** Records supplied follows **
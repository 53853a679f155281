//! Database inspection handlers

use anyhow::Result;
use std::path::Path;

use shopcode::fetch_metadata;

use super::helpers::{open_store, open_store_at, resolve_db_path};

/// Print the metadata YAML stored for a record id
pub fn inspect(id: i64, db: Option<&Path>) -> Result<()> {
    let store = open_store(db)?;
    let meta = fetch_metadata(&store, id)?;

    let yaml = meta.source();
    if yaml.ends_with('\n') {
        print!("{}", yaml);
    } else {
        println!("{}", yaml);
    }

    Ok(())
}

/// Print record count and id range of the database
pub fn stats(db: Option<&Path>) -> Result<()> {
    let path = resolve_db_path(db)?;
    let store = open_store_at(&path)?;

    println!("Database: {}", path.display());
    println!("Items: {}", store.item_count()?);
    match store.id_range()? {
        Some((min, max)) => println!("Id range: {} - {}", min, max),
        None => println!("Id range: empty"),
    }

    Ok(())
}
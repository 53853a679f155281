//! CLI argument definitions for shopcode
//!
//! This module contains all clap-derived structs and enums for CLI parsing.

mod core;

pub use core::{Cli, Commands};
** End of Records supplied **
■ Directions for this task:
Please filter the data down to the lines containing the word "shopcode".

■ Expected answer:
use shopcode::fetch_metadata;
//! CLI argument definitions for shopcode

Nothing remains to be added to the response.